92 Intra-pluralismo é a existência de modos plurais de pertença a uma mesma instituição (FERNANDES, 2004, p. 50).

Em outras palavras, a principal questão de pano de fundo sobre a postura da Igreja com relação a RCC e aos outros movimentos, está baseada no fato de que a pluralidade é um traço constitutivo do catolicismo brasileiro, inserido na modernidade e num mundo de múltiplas alternativas (FERNANDES, 2004). A RCC é um dos muitos outros sinais contemporâneos do pluralismo religioso e, expecificamente, do pluralismo intra-religioso no catolicismo.

A plasticidade dos modos de ser católico no Brasil é expressão de uma genuidade brasileira, caracterizada pela grande ampliação das possibilidades de comunicação com o sagrado ou com o “outro mundo”. [...] Não dá para situar o catolicismo brasileiro num quadro de homogeneidade. Na verdade, existem muitos “estilos culturais de ‘ser católico’”, como vêm mostrando os estudiosos que se debruçam sobre esse fenômeno. São malhas diversificadas de um catolicismo, ou poder-se-ia mesmo falar em catolicismos” (TEIXEIRA; MENEZES, 2009, p. 19).

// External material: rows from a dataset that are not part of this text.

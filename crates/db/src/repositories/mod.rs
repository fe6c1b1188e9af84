use std::collections::HashSet;

use async_trait::async_trait;
use chrono::{DateTime, Utc};
use thiserror::Error;

use reqflow_core::audit::AuditLogEntry;
use reqflow_core::domain::request::{PurchaseRequest, RequestId};
use reqflow_core::domain::user::{Role, User, UserId};
use reqflow_core::notify::NotificationDraft;
use reqflow_core::routing::DirectorySnapshot;

pub mod audit_log;
pub mod notification;
pub mod request;
pub mod user;

pub use audit_log::SqlAuditLogRepository;
pub use notification::{Notification, SqlNotificationRepository};
pub use request::SqlRequestRepository;
pub use user::SqlUserRepository;

#[derive(Debug, Error)]
pub enum RepositoryError {
    #[error("database error: {0}")]
    Database(#[from] sqlx::Error),
    #[error("decode error: {0}")]
    Decode(String),
}

#[async_trait]
pub trait UserRepository: Send + Sync {
    async fn find_by_id(&self, id: UserId) -> Result<Option<User>, RepositoryError>;
    async fn find_by_role(&self, role: Role) -> Result<Option<User>, RepositoryError>;
    /// One pass over the user table, first holder per role.
    async fn load_directory(&self) -> Result<DirectorySnapshot, RepositoryError>;
}

#[async_trait]
pub trait RequestRepository: Send + Sync {
    async fn find_by_id(&self, id: RequestId) -> Result<Option<PurchaseRequest>, RepositoryError>;
    async fn list_inbox(&self, user: UserId) -> Result<Vec<PurchaseRequest>, RepositoryError>;
    async fn list_archive(&self, user: UserId) -> Result<Vec<PurchaseRequest>, RepositoryError>;
}

#[async_trait]
pub trait AuditLogRepository: Send + Sync {
    async fn list_for_request(
        &self,
        request: RequestId,
    ) -> Result<Vec<AuditLogEntry>, RepositoryError>;
    async fn actor_ids(&self, request: RequestId) -> Result<HashSet<UserId>, RepositoryError>;
    async fn count_for_request(&self, request: RequestId) -> Result<i64, RepositoryError>;
}

#[async_trait]
pub trait NotificationRepository: Send + Sync {
    async fn insert(&self, draft: &NotificationDraft) -> Result<(), RepositoryError>;
    async fn list_for_user(
        &self,
        user: UserId,
        limit: u32,
    ) -> Result<Vec<Notification>, RepositoryError>;
    async fn mark_read(&self, id: i64) -> Result<(), RepositoryError>;
}

/// RFC 3339 column decode. A malformed timestamp falls back to now instead
/// of failing the row.
pub(crate) fn parse_datetime(raw: &str) -> DateTime<Utc> {
    DateTime::parse_from_rfc3339(raw).map(|dt| dt.with_timezone(&Utc)).unwrap_or_else(|_| Utc::now())
}
use crate::commands::CommandResult;
use reqflow_core::config::{AppConfig, LoadOptions};
use reqflow_db::{connect_with_settings, migrations};

pub fn run() -> CommandResult {
    let config = match AppConfig::load(LoadOptions::default()) {
        Ok(config) => config,
        Err(error) => {
            return CommandResult::failure(
                "migrate",
                "config_validation",
                format!("configuration issue: {error}"),
                2,
            );
        }
    };

    let runtime = match tokio::runtime::Builder::new_current_thread().enable_all().build() {
        Ok(runtime) => runtime,
        Err(error) => {
            return CommandResult::failure(
                "migrate",
                "runtime_init",
                format!("failed to initialize async runtime: {error}"),
                3,
            );
        }
    };

    let result = runtime.block_on(async {
        let pool = connect_with_settings(
            &config.database.url,
            config.database.max_connections,
            config.database.timeout_secs,
        )
        .await
        .map_err(|error| ("db_connectivity", error.to_string(), 4u8))?;
        migrations::run_pending(&pool)
            .await
            .map_err(|error| ("migration", error.to_string(), 5u8))?;
        pool.close().await;
        Ok::<(), (&'static str, String, u8)>(())
    });

    match result {
        Ok(()) => CommandResult::success("migrate", "applied pending migrations"),
        Err((error_class, message, exit_code)) => {
            CommandResult::failure("migrate", error_class, message, exit_code)
        }
    }
}
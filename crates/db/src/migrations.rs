use sqlx::migrate::{MigrateError, Migrator};

use crate::DbPool;

pub static MIGRATOR: Migrator = sqlx::migrate!("../../migrations");

pub async fn run_pending(pool: &DbPool) -> Result<(), MigrateError> {
    MIGRATOR.run(pool).await
}
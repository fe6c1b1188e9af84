//! Next-approver resolution.
//!
//! Routing is role-identity-based only: there is no branching on request
//! content such as amount thresholds. Role holders are looked up through an
//! injected [`RoleDirectory`] so the resolver stays pure and testable.

use std::collections::HashMap;

use crate::audit::WorkflowAction;
use crate::domain::request::RequestStatus;
use crate::domain::user::{Role, User, UserId};
use crate::errors::WorkflowError;

/// Lookup capability for the single active holder of a role.
///
/// Uniqueness of elevated-role holders is a data invariant enforced at the
/// seed boundary; with duplicate holders the pick is unspecified.
pub trait RoleDirectory {
    fn lookup_by_role(&self, role: Role) -> Option<&User>;
}

/// Immutable role-to-holder map, loaded once per operation. The first holder
/// offered for a role wins, so callers feeding ordered rows get
/// deterministic behavior even on corrupt data.
#[derive(Clone, Debug, Default)]
pub struct DirectorySnapshot {
    holders: HashMap<Role, User>,
}

impl DirectorySnapshot {
    pub fn new(users: impl IntoIterator<Item = User>) -> Self {
        let mut holders = HashMap::new();
        for user in users {
            holders.entry(user.role).or_insert(user);
        }
        Self { holders }
    }
}

impl RoleDirectory for DirectorySnapshot {
    fn lookup_by_role(&self, role: Role) -> Option<&User> {
        self.holders.get(&role)
    }
}

/// Where a transition lands: the new status and the single user responsible
/// next, if any.
#[derive(Clone, Debug, PartialEq, Eq)]
pub struct Resolution {
    pub next_status: RequestStatus,
    pub next_approver: Option<UserId>,
}

/// Initial routing at submission time: to the requester's direct manager if
/// one exists, otherwise auto-approved.
pub fn resolve_submission(manager_id: Option<UserId>) -> Resolution {
    match manager_id {
        Some(approver) => {
            Resolution { next_status: RequestStatus::Pending, next_approver: Some(approver) }
        }
        None => Resolution { next_status: RequestStatus::Approved, next_approver: None },
    }
}

/// Terminal rejection; legal for the current approver in any status.
pub fn resolve_rejection() -> Resolution {
    Resolution { next_status: RequestStatus::Rejected, next_approver: None }
}

/// Price-quote detour: only the finance manager may send a request back to
/// procurement, and only when it is not already waiting for quotes.
pub fn resolve_quote_request(
    actor: &User,
    status: RequestStatus,
    directory: &dyn RoleDirectory,
) -> Result<Resolution, WorkflowError> {
    if actor.role != Role::FinanceManager {
        return Err(WorkflowError::PermissionDenied { actor: actor.id });
    }
    if status == RequestStatus::WaitingForQuotes {
        return Err(WorkflowError::InvalidState { action: WorkflowAction::RequestQuotes, status });
    }

    let procurement = directory
        .lookup_by_role(Role::Procurement)
        .ok_or(WorkflowError::NoSuchRoleHolder(Role::Procurement))?;

    Ok(Resolution {
        next_status: RequestStatus::WaitingForQuotes,
        next_approver: Some(procurement.id),
    })
}

/// Return from the detour: procurement hands the priced request straight to
/// the finance manager.
pub fn resolve_quote_submission(
    actor: &User,
    status: RequestStatus,
    directory: &dyn RoleDirectory,
) -> Result<Resolution, WorkflowError> {
    if actor.role != Role::Procurement {
        return Err(WorkflowError::PermissionDenied { actor: actor.id });
    }
    if status != RequestStatus::WaitingForQuotes {
        return Err(WorkflowError::InvalidState { action: WorkflowAction::SubmitQuotes, status });
    }

    let finance = directory
        .lookup_by_role(Role::FinanceManager)
        .ok_or(WorkflowError::NoSuchRoleHolder(Role::FinanceManager))?;

    Ok(Resolution { next_status: RequestStatus::Pending, next_approver: Some(finance.id) })
}

/// Normal chain advance: the approver's role determines the next role in the
/// fixed sequence. End of chain, or a next role with no holder, finishes the
/// request as approved.
pub fn resolve_approval(actor: &User, directory: &dyn RoleDirectory) -> Resolution {
    let Some(next_role) = actor.role.next_in_chain() else {
        return Resolution { next_status: RequestStatus::Approved, next_approver: None };
    };

    match directory.lookup_by_role(next_role) {
        Some(holder) => {
            Resolution { next_status: RequestStatus::Pending, next_approver: Some(holder.id) }
        }
        None => Resolution { next_status: RequestStatus::Approved, next_approver: None },
    }
}

#[cfg(test)]
mod tests {
    use crate::domain::request::RequestStatus;
    use crate::domain::user::{Role, User, UserId};
    use crate::errors::WorkflowError;

    use super::{
        resolve_approval, resolve_quote_request, resolve_quote_submission, resolve_rejection,
        resolve_submission, DirectorySnapshot, RoleDirectory,
    };

    fn user(id: i64, role: Role) -> User {
        User { id: UserId(id), name: format!("user-{id}"), role, manager_id: None }
    }

    fn full_directory() -> DirectorySnapshot {
        DirectorySnapshot::new(vec![
            user(2, Role::DirectManager),
            user(3, Role::Procurement),
            user(4, Role::AdminManager),
            user(5, Role::FinanceManager),
            user(6, Role::Executive),
        ])
    }

    #[test]
    fn submission_routes_to_manager_when_present() {
        let routed = resolve_submission(Some(UserId(2)));
        assert_eq!(routed.next_status, RequestStatus::Pending);
        assert_eq!(routed.next_approver, Some(UserId(2)));
    }

    #[test]
    fn submission_without_manager_auto_approves() {
        let routed = resolve_submission(None);
        assert_eq!(routed.next_status, RequestStatus::Approved);
        assert_eq!(routed.next_approver, None);
    }

    #[test]
    fn rejection_is_terminal_with_no_approver() {
        let routed = resolve_rejection();
        assert_eq!(routed.next_status, RequestStatus::Rejected);
        assert_eq!(routed.next_approver, None);
    }

    #[test]
    fn approvals_visit_roles_in_chain_order() {
        let directory = full_directory();
        let mut approver = user(2, Role::DirectManager);
        let mut visited = Vec::new();

        loop {
            let routed = resolve_approval(&approver, &directory);
            match routed.next_approver {
                Some(next) => {
                    visited.push(next);
                    let holder = directory
                        .lookup_by_role(approver.role.next_in_chain().expect("next role"))
                        .expect("holder");
                    approver = holder.clone();
                }
                None => {
                    assert_eq!(routed.next_status, RequestStatus::Approved);
                    break;
                }
            }
        }

        assert_eq!(visited, vec![UserId(3), UserId(4), UserId(5), UserId(6)]);
    }

    #[test]
    fn missing_next_role_holder_finishes_as_approved() {
        let directory = DirectorySnapshot::new(vec![user(3, Role::Procurement)]);
        let routed = resolve_approval(&user(3, Role::Procurement), &directory);
        assert_eq!(routed.next_status, RequestStatus::Approved);
        assert_eq!(routed.next_approver, None);
    }

    #[test]
    fn quote_request_requires_finance_manager() {
        let directory = full_directory();
        let error =
            resolve_quote_request(&user(4, Role::AdminManager), RequestStatus::Pending, &directory)
                .expect_err("non-finance actor");
        assert!(matches!(error, WorkflowError::PermissionDenied { actor: UserId(4) }));
    }

    #[test]
    fn quote_request_rejected_while_already_waiting() {
        let directory = full_directory();
        let error = resolve_quote_request(
            &user(5, Role::FinanceManager),
            RequestStatus::WaitingForQuotes,
            &directory,
        )
        .expect_err("already waiting");
        assert!(matches!(error, WorkflowError::InvalidState { .. }));
    }

    #[test]
    fn quote_request_routes_to_procurement_holder() {
        let directory = full_directory();
        let routed =
            resolve_quote_request(&user(5, Role::FinanceManager), RequestStatus::Pending, &directory)
                .expect("resolve");
        assert_eq!(routed.next_status, RequestStatus::WaitingForQuotes);
        assert_eq!(routed.next_approver, Some(UserId(3)));
    }

    #[test]
    fn quote_request_fails_without_procurement_holder() {
        let directory = DirectorySnapshot::new(vec![user(5, Role::FinanceManager)]);
        let error =
            resolve_quote_request(&user(5, Role::FinanceManager), RequestStatus::Pending, &directory)
                .expect_err("no procurement user");
        assert_eq!(error, WorkflowError::NoSuchRoleHolder(Role::Procurement));
    }

    #[test]
    fn quote_submission_returns_to_finance_manager() {
        let directory = full_directory();
        let routed = resolve_quote_submission(
            &user(3, Role::Procurement),
            RequestStatus::WaitingForQuotes,
            &directory,
        )
        .expect("resolve");
        assert_eq!(routed.next_status, RequestStatus::Pending);
        assert_eq!(routed.next_approver, Some(UserId(5)));
    }

    #[test]
    fn quote_submission_needs_procurement_role_and_waiting_status() {
        let directory = full_directory();

        let wrong_role = resolve_quote_submission(
            &user(2, Role::DirectManager),
            RequestStatus::WaitingForQuotes,
            &directory,
        )
        .expect_err("wrong role");
        assert!(matches!(wrong_role, WorkflowError::PermissionDenied { .. }));

        let wrong_status = resolve_quote_submission(
            &user(3, Role::Procurement),
            RequestStatus::Pending,
            &directory,
        )
        .expect_err("wrong status");
        assert!(matches!(wrong_status, WorkflowError::InvalidState { .. }));
    }

    #[test]
    fn snapshot_keeps_first_holder_per_role() {
        let directory = DirectorySnapshot::new(vec![
            user(10, Role::Procurement),
            user(11, Role::Procurement),
        ]);
        assert_eq!(
            directory.lookup_by_role(Role::Procurement).map(|u| u.id),
            Some(UserId(10))
        );
    }
}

A questão do pluralismo religioso constitui-se um dos principais desafios para as Igrejas, uma vez que a liberdade religiosa é seu principal vetor, afirma Sílvia Fernandes (2004). Dito de outra maneira, o pluralismo interpela a Igreja porque a obriga ao descentramento por conta das reinterpretações polifônicas ou de múltiplas vozes da tradição feitas pelos próprios fiéis, que competem e negociam entre si, num processo de enunciação e performance constante, como apontado acima por Steil (2009).

Essas reinterpretações são facilitadas pela velocidade e expansão da comunicação nos dias atuais, pelo avanço tecno-científico e pela insatisfação com as formas históricas de organização do sistema de crenças (FERNANDES, 2004, p. 50).

É importante destacar que nesse contexto torna-se mais claro e, portanto, possível compreender-se as situaçãoes ou estados liminaridades internos no catolicismo. Tais liminaridades são externalizadas através dessas mesmas tribos (no caso desta pesquisa, os Guerreiros de Oração) para que possam se apresentar como unidades temporais/históricas, com suas próprias especificidades.

Os Guerreiros de Oração são católicos ativos e inventivos da cultura e da tradição religiosa, mas às suas maneiras, por isso, nas fronteiras, na liminaridade,

instáveis, híbridos e em processo, e não como algo que persiste ou que se transmite mecanicamente de uma geração à outra.